Pero me lo juró: por su mamá y por Boca Juniors, así que le creí. La cosa había sido así: los tres llegaron en una camioneta, que manejaba el muchacho del mono. Conversaron un rato, ahí en la vereda, mientras esperaban que alguien les abriera. El monito, que según entendí era un tití, chillaba cada tanto un poco y el tipo lo acariciaba. Entonces, dijo el Cabezón, se produjo la discusión.

—¿Los chicos se pelearon? —pregunté.

—No, apareció una mujer y se puso a gritar.

—¿Quién era?

—No tengo idea. Solo oí que decía: «¡No lo voy a permitir!».

—¿Sería la madre de alguno de los chicos? A lo mejor quería evitar que subieran a la cornisa.

—Tal vez. En un momento me pareció que el muchacho los protegía: se ponía delante de ellos, intentando cubrirlos. Después la mujer levantó el dedo, como amenazándolos, y se fue. Ellos caminaron hasta el edificio de al lado y tocaron el timbre. Enseguida les abrieron.

—Y después los viste en la terraza —deduje yo.

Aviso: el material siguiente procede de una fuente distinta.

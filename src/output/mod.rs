//! Output module for crawl summaries and reports
//!
//! This module handles:
//! - Printing per-website statistics from storage
//! - Printing the outcome of a crawl run

pub mod stats;

pub use stats::{load_statistics, print_statistics, CrawlStatistics};

use crate::crawler::{CrawlReport, HashCheck, RunSummary};

/// Prints the counts of one stage run
pub fn print_run_summary(stage: &str, summary: &RunSummary) {
    println!(
        "{}: {} total, {} succeeded, {} failed",
        stage, summary.total, summary.succeeded, summary.failed
    );
}

/// Prints the outcome of every stage
pub fn print_crawl_report(report: &CrawlReport) {
    println!("=== Crawl Report ===\n");
    print_run_summary("Sitemaps", &report.sitemaps);
    match &report.categories {
        Some(categories) => println!(
            "Categories: {} saved, {} skipped",
            categories.saved, categories.skipped
        ),
        None => println!("Categories: stage failed"),
    }
    print_run_summary("Articles", &report.articles);
}

/// Prints both hashes of a hash check and whether they match
pub fn print_hash_check(check: &HashCheck) {
    println!("URL: {}", check.first.url);
    println!("Title: {}", check.first.title);
    println!("Hash 1: {}", check.first.content_hash);
    println!("Hash 2: {}", check.second.content_hash);
    if check.matches() {
        println!("Hashes match: content is stable");
    } else {
        println!("Hashes differ: content changed between fetches");
    }
}
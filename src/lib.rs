//! Newswire: an incremental news-site crawler
//!
//! This crate crawls a news website's published sitemaps and articles, extracts
//! structured metadata, detects whether previously seen articles have changed,
//! and persists articles, categories and their links into SQLite.

pub mod config;
pub mod crawler;
pub mod output;
pub mod storage;

use thiserror::Error;

/// Main error type for Newswire operations
#[derive(Debug, Error)]
pub enum NewswireError {
    #[error("Configuration error: {0}")]
    Config(#[from] ConfigError),

    #[error("Failed to fetch {url} after {attempts} attempts: {source}")]
    FetchFailed {
        url: String,
        attempts: u32,
        source: reqwest::Error,
    },

    #[error("HTTP error for {url}: {source}")]
    Http { url: String, source: reqwest::Error },

    #[error("Unexpected HTTP status {status} for {url}")]
    HttpStatus { url: String, status: u16 },

    #[error("Malformed sitemap: {message}")]
    MalformedSitemap { message: String },

    #[error("Storage error: {0}")]
    Storage(#[from] storage::StorageError),

    #[error("HTTP client error: {0}")]
    Reqwest(#[from] reqwest::Error),

    #[error("Background task failed: {0}")]
    Task(String),
}

/// Configuration-specific errors
#[derive(Debug, Error)]
pub enum ConfigError {
    #[error("Failed to read config file: {0}")]
    Io(#[from] std::io::Error),

    #[error("Failed to parse TOML: {0}")]
    Parse(#[from] toml::de::Error),

    #[error("Validation error: {0}")]
    Validation(String),

    #[error("Invalid URL in config: {0}")]
    InvalidUrl(String),

    #[error("Invalid selector for '{field}': {message}")]
    InvalidSelector { field: String, message: String },

    #[error("Unknown website id: {0}")]
    UnknownWebsite(i64),
}

/// Result type alias for Newswire operations
pub type Result<T> = std::result::Result<T, NewswireError>;

/// Result type alias for configuration operations
pub type ConfigResult<T> = std::result::Result<T, ConfigError>;

// Re-export commonly used types
pub use config::{Config, WebsiteConfig};
pub use crawler::{Article, CategoryRef, Coordinator, SitemapEntry};
pub use storage::{SqliteStorage, Storage};
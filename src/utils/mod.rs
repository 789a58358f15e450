pub mod distance;
pub mod loop_route;
pub mod matrix;
pub mod report;
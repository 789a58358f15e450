// Route models: what the user asks for and what the engine reports back

use crate::algorithms::Algorithm;
use crate::error::{PlannerError, Result};
use crate::models::{Distance, GeoPoint, NodeIndex, PointRole};
use crate::utils::loop_route::LoopClassifier;
use crate::utils::matrix::DistanceMatrix;
use serde::Serialize;

/// A planning request: fixed start and end, ordered unique waypoints
#[derive(Debug, Clone)]
pub struct RouteRequest {
    start: GeoPoint,
    waypoints: Vec<GeoPoint>,
    end: GeoPoint,
    is_loop: bool,
    algorithm: Algorithm,
    classifier: LoopClassifier,
}

/// Outcome of a bulk waypoint import
#[derive(Debug, Clone, Copy, Default, PartialEq, Eq)]
pub struct ImportSummary {
    pub imported: usize,
    pub duplicates: usize,
}

impl RouteRequest {
    /// Creates a request without waypoints and classifies it as loop or open
    pub fn new(
        start: GeoPoint,
        end: GeoPoint,
        algorithm: Algorithm,
        classifier: LoopClassifier,
    ) -> Self {
        let mut request = Self {
            start: start.with_role(PointRole::Start),
            waypoints: Vec::new(),
            end: end.with_role(PointRole::End),
            is_loop: false,
            algorithm,
            classifier,
        };
        request.classify();
        request
    }

    pub fn start(&self) -> &GeoPoint {
        &self.start
    }

    pub fn end(&self) -> &GeoPoint {
        &self.end
    }

    pub fn waypoints(&self) -> &[GeoPoint] {
        &self.waypoints
    }

    pub fn is_loop(&self) -> bool {
        self.is_loop
    }

    pub fn algorithm(&self) -> Algorithm {
        self.algorithm
    }

    pub fn classifier(&self) -> &LoopClassifier {
        &self.classifier
    }

    /// Appends a waypoint, rejecting names that were already added
    pub fn add_waypoint(&mut self, point: GeoPoint) -> Result<()> {
        if self.has_waypoint(&point.name) {
            return Err(PlannerError::DuplicateWaypoint(point.name));
        }
        self.waypoints.push(point.with_role(PointRole::Waypoint));
        Ok(())
    }

    /// Adds every new waypoint in order, counting the duplicates that were skipped
    pub fn import_waypoints<I>(&mut self, points: I) -> ImportSummary
    where
        I: IntoIterator<Item = GeoPoint>,
    {
        let mut summary = ImportSummary::default();
        for point in points {
            match self.add_waypoint(point) {
                Ok(()) => summary.imported += 1,
                Err(_) => summary.duplicates += 1,
            }
        }
        summary
    }

    pub fn has_waypoint(&self, name: &str) -> bool {
        self.waypoints.iter().any(|wp| wp.name == name)
    }

    pub fn remove_waypoint(&mut self, name: &str) -> bool {
        let before = self.waypoints.len();
        self.waypoints.retain(|wp| wp.name != name);
        self.waypoints.len() != before
    }

    pub fn set_start(&mut self, start: GeoPoint) {
        self.start = start.with_role(PointRole::Start);
        self.classify();
    }

    pub fn set_end(&mut self, end: GeoPoint) {
        self.end = end.with_role(PointRole::End);
        self.classify();
    }

    /// Exchanges start and end and re-evaluates the loop flag
    pub fn swap_endpoints(&mut self) {
        std::mem::swap(&mut self.start, &mut self.end);
        self.start.role = PointRole::Start;
        self.end.role = PointRole::End;
        self.classify();
    }

    /// Takes effect on the next calculation
    pub fn set_algorithm(&mut self, algorithm: Algorithm) {
        self.algorithm = algorithm;
    }

    /// Points fed to the matrix: `[start, waypoints.., end]`, without the end for loops
    pub fn node_points(&self) -> Vec<&GeoPoint> {
        let mut points = Vec::with_capacity(self.waypoints.len() + 2);
        points.push(&self.start);
        points.extend(self.waypoints.iter());
        if !self.is_loop {
            points.push(&self.end);
        }
        points
    }

    pub fn node_names(&self) -> Vec<String> {
        self.node_points().into_iter().map(|p| p.name.clone()).collect()
    }

    fn classify(&mut self) {
        self.is_loop = self
            .classifier
            .is_same_location(&self.start.location, &self.end.location);
    }
}

/// Whether a computed route is open or a closed circuit, with the extra figures each shows
#[derive(Debug, Clone, PartialEq, Serialize)]
#[serde(tag = "type", rename_all = "lowercase")]
pub enum RouteShape {
    Open {
        /// Great-circle distance between the two anchors
        direct_distance_km: Distance,
    },
    Loop {
        threshold_km: Distance,
        /// Point serving as both start and end
        anchor: String,
        /// Distance from the final stop back to the anchor
        closing_leg_km: Distance,
    },
}

/// A computed route, ready for presentation
#[derive(Debug, Clone, PartialEq, Serialize)]
pub struct RouteResult {
    /// Point names in visiting order
    pub ordered_points: Vec<String>,

    /// Node indices in visiting order
    pub path: Vec<NodeIndex>,

    /// Points of the request the path does not pass through
    pub skipped_points: Vec<String>,

    /// Sum of the legs actually present in the path
    pub total_distance_km: Distance,

    pub algorithm: Algorithm,
    pub algorithm_name: String,
    pub algorithm_description: String,

    /// Number of intermediate points in the request
    pub waypoint_count: usize,

    pub shape: RouteShape,
}

impl RouteResult {
    /// Assembles the result for `path` over `points` using `matrix` for the legs.
    /// For loops, `threshold_km` is the classifier threshold that was applied.
    pub fn from_path<S: AsRef<str>>(
        points: &[S],
        path: &[NodeIndex],
        matrix: &DistanceMatrix,
        algorithm: Algorithm,
        loop_threshold_km: Option<Distance>,
    ) -> Self {
        let ordered_points = path
            .iter()
            .map(|&index| points[index].as_ref().to_string())
            .collect();
        let skipped_points = (0..points.len())
            .filter(|index| !path.contains(index))
            .map(|index| points[index].as_ref().to_string())
            .collect();

        let first = path.first().copied().unwrap_or(0);
        let last = path.last().copied().unwrap_or(0);
        let anchors = if loop_threshold_km.is_some() { 1 } else { 2 };

        let shape = match loop_threshold_km {
            Some(threshold_km) => RouteShape::Loop {
                threshold_km,
                anchor: points
                    .get(first)
                    .map(|p| p.as_ref().to_string())
                    .unwrap_or_default(),
                closing_leg_km: if path.len() > 1 {
                    matrix.get(last, first)
                } else {
                    0.0
                },
            },
            None => RouteShape::Open {
                direct_distance_km: if path.len() > 1 {
                    matrix.get(first, last)
                } else {
                    0.0
                },
            },
        };

        Self {
            ordered_points,
            path: path.to_vec(),
            skipped_points,
            total_distance_km: matrix.path_length(path),
            algorithm,
            algorithm_name: algorithm.name().to_string(),
            algorithm_description: algorithm.description().to_string(),
            waypoint_count: points.len().saturating_sub(anchors),
            shape,
        }
    }

    pub fn is_loop(&self) -> bool {
        matches!(self.shape, RouteShape::Loop { .. })
    }
}
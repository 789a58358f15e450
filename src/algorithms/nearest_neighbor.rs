use crate::algorithms::PathSolver;
use crate::error::{PlannerError, Result};
use crate::models::NodeIndex;
use crate::utils::matrix::DistanceMatrix;

/// Greedy nearest-neighbor ordering with pinned start and end.
///
/// Starting at `start`, repeatedly moves to the closest unvisited node other than
/// `end` (zero distances are not eligible, lowest index wins ties), then finishes at
/// `end`. Every node is visited exactly once; the tour is not guaranteed optimal.
#[derive(Debug, Clone, Copy, Default)]
pub struct NearestNeighborSolver;

impl PathSolver for NearestNeighborSolver {
    fn solve(
        &self,
        matrix: &DistanceMatrix,
        start: NodeIndex,
        end: NodeIndex,
    ) -> Result<Vec<NodeIndex>> {
        let n = matrix.size();
        if n < 2 || start == end {
            return Err(PlannerError::NoValidPath);
        }
        if n == 2 {
            return Ok(vec![start, end]);
        }

        let mut visited = vec![false; n];
        let mut path = Vec::with_capacity(n);

        let mut current = start;
        visited[current] = true;
        path.push(current);

        // Everything except the end node has to be placed before it
        while path.len() < n - 1 {
            let mut next = None;
            let mut min_distance = f64::INFINITY;

            for (candidate, &distance) in matrix.row(current).iter().enumerate() {
                if visited[candidate] || candidate == end {
                    continue;
                }
                if distance > 0.0 && distance < min_distance {
                    min_distance = distance;
                    next = Some(candidate);
                }
            }

            let next = next.ok_or(PlannerError::NoValidPath)?;
            visited[next] = true;
            path.push(next);
            current = next;
        }

        path.push(end);
        Ok(path)
    }
}
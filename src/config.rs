// Planner configuration

use std::fs;
use std::path::Path;

use log::info;
use serde::{Deserialize, Serialize};

use crate::algorithms::Algorithm;
use crate::error::{PlannerError, Result};
use crate::utils::loop_route::{LoopClassifier, LOOP_DISTANCE_THRESHOLD_KM};

/// Tunable settings handed to the planner at construction time
#[derive(Debug, Clone, PartialEq, Serialize, Deserialize)]
#[serde(default)]
pub struct PlannerConfig {
    /// Start and end closer than this (km) make the route a loop
    pub loop_threshold_km: f64,

    /// Strategy used when a request does not choose one
    pub algorithm: Algorithm,

    /// Fall back to synthetic coordinates when a name cannot be resolved
    pub allow_synthetic_fallback: bool,
}

impl Default for PlannerConfig {
    fn default() -> Self {
        Self {
            loop_threshold_km: LOOP_DISTANCE_THRESHOLD_KM,
            algorithm: Algorithm::default(),
            allow_synthetic_fallback: false,
        }
    }
}

impl PlannerConfig {
    /// Loads and validates a JSON configuration file. Missing fields keep their defaults.
    pub fn from_file<P: AsRef<Path>>(path: P) -> Result<Self> {
        let path = path.as_ref();
        let json_str = fs::read_to_string(path)?;
        let config = Self::from_json(&json_str)?;
        info!("Loaded planner configuration from {}", path.display());
        Ok(config)
    }

    pub fn from_json(json_str: &str) -> Result<Self> {
        let config: PlannerConfig = serde_json::from_str(json_str)?;
        config.validate()?;
        Ok(config)
    }

    pub fn validate(&self) -> Result<()> {
        if !self.loop_threshold_km.is_finite() || self.loop_threshold_km <= 0.0 {
            return Err(PlannerError::config(format!(
                "loop_threshold_km must be a positive number, got {}",
                self.loop_threshold_km
            )));
        }
        Ok(())
    }

    pub fn classifier(&self) -> LoopClassifier {
        LoopClassifier::new(self.loop_threshold_km)
    }
}
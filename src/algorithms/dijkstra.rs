use std::cmp::{Ordering, Reverse};

use priority_queue::PriorityQueue;

use crate::algorithms::PathSolver;
use crate::error::{PlannerError, Result};
use crate::models::{Distance, NodeIndex};
use crate::utils::matrix::DistanceMatrix;

// Custom wrapper to make f64 usable as a queue priority
#[derive(PartialEq, Copy, Clone, Debug)]
struct QueueDistance(Distance);

impl Eq for QueueDistance {}

impl PartialOrd for QueueDistance {
    fn partial_cmp(&self, other: &Self) -> Option<Ordering> {
        Some(self.cmp(other))
    }
}

impl Ord for QueueDistance {
    fn cmp(&self, other: &Self) -> Ordering {
        self.0.total_cmp(&other.0)
    }
}

/// Single-source shortest path from `start` to `end` over the matrix graph.
///
/// Zero entries are treated as missing edges. The scan stops as soon as `end` is
/// settled. The resulting path is the cheapest start-to-end connection and does not
/// have to pass through every node.
#[derive(Debug, Clone, Copy, Default)]
pub struct DijkstraSolver;

impl PathSolver for DijkstraSolver {
    fn solve(
        &self,
        matrix: &DistanceMatrix,
        start: NodeIndex,
        end: NodeIndex,
    ) -> Result<Vec<NodeIndex>> {
        let n = matrix.size();
        if n < 2 || start == end {
            return Err(PlannerError::NoValidPath);
        }

        let mut distances = vec![f64::INFINITY; n];
        let mut previous: Vec<Option<NodeIndex>> = vec![None; n];
        let mut settled = vec![false; n];
        // Reversed so the closest node has the highest priority
        let mut queue = PriorityQueue::new();

        distances[start] = 0.0;
        queue.push(start, Reverse(QueueDistance(0.0)));

        while let Some((node, _)) = queue.pop() {
            if node == end {
                break;
            }
            settled[node] = true;

            for (neighbor, &edge) in matrix.row(node).iter().enumerate() {
                if settled[neighbor] || edge <= 0.0 {
                    continue;
                }

                let candidate = distances[node] + edge;
                if candidate < distances[neighbor] {
                    distances[neighbor] = candidate;
                    previous[neighbor] = Some(node);
                    // Re-pushing an existing item only updates its priority
                    queue.push(neighbor, Reverse(QueueDistance(candidate)));
                }
            }
        }

        if !distances[end].is_finite() {
            return Err(PlannerError::NoValidPath);
        }

        let mut path = vec![end];
        let mut at = end;
        while let Some(prev) = previous[at] {
            path.push(prev);
            at = prev;
        }
        path.reverse();

        if path.first() != Some(&start) {
            return Err(PlannerError::NoValidPath);
        }

        Ok(path)
    }
}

—Pero pasó mucho tiempo. Primero lo vi salir otra vez al tipo del monito. Se subió a la camioneta y se fue. Y un rato más tarde empezó todo: cuando estábamos por cerrar, la señora Chan vio a los chicos en la cornisa.

Se entiende que ese día el autoservicio cerró sus puertas más tarde que nunca. Porque empezó a llegar gente y más gente, hasta que se formó una multitud nunca vista en el barrio. Era más o menos el horario de la cena, pero nadie quería volver a su casa y perderse el final de un asunto tan apasionante, así que muchos entraron a comprar algo para matar el hambre: un alfajor, unas galletitas, unas bebidas. Y la señora Chan no iba a desaprovechar la ocasión, por lo cual ese día el local estuvo abierto hasta entrada la noche. El Cabezón, por supuesto, no se perdió detalle: vio la escena final en la cornisa y también cuando llegó una ambulancia y los médicos fueron conducidos adonde estaban los chicos, para revisarlos. Después subieron los padres, junto con la policía. Y como no pasaba nada más, la gente se empezó a ir. De a poco, la multitud se fue desarmando, los camarógrafos levantaron sus equipos, y llegó la hora de cerrar. Ya no había nadie en la calle cuando el Cabezón, que estaba bajando la cortina, los vio salir. Los cuatro padres y los dos chicos.

—¿Todos juntos?

—Sí, aunque nadie hablaba. La chica, con sus padres, caminaba más adelante. Después iba la otra pareja, y al final, solo, el chico. Pero había algo muy extraño. Y esto nadie lo sabe.

Me dio un escalofrío de pura emoción.

—¿Qué?

—Que cada chico tenía en sus manos un gato.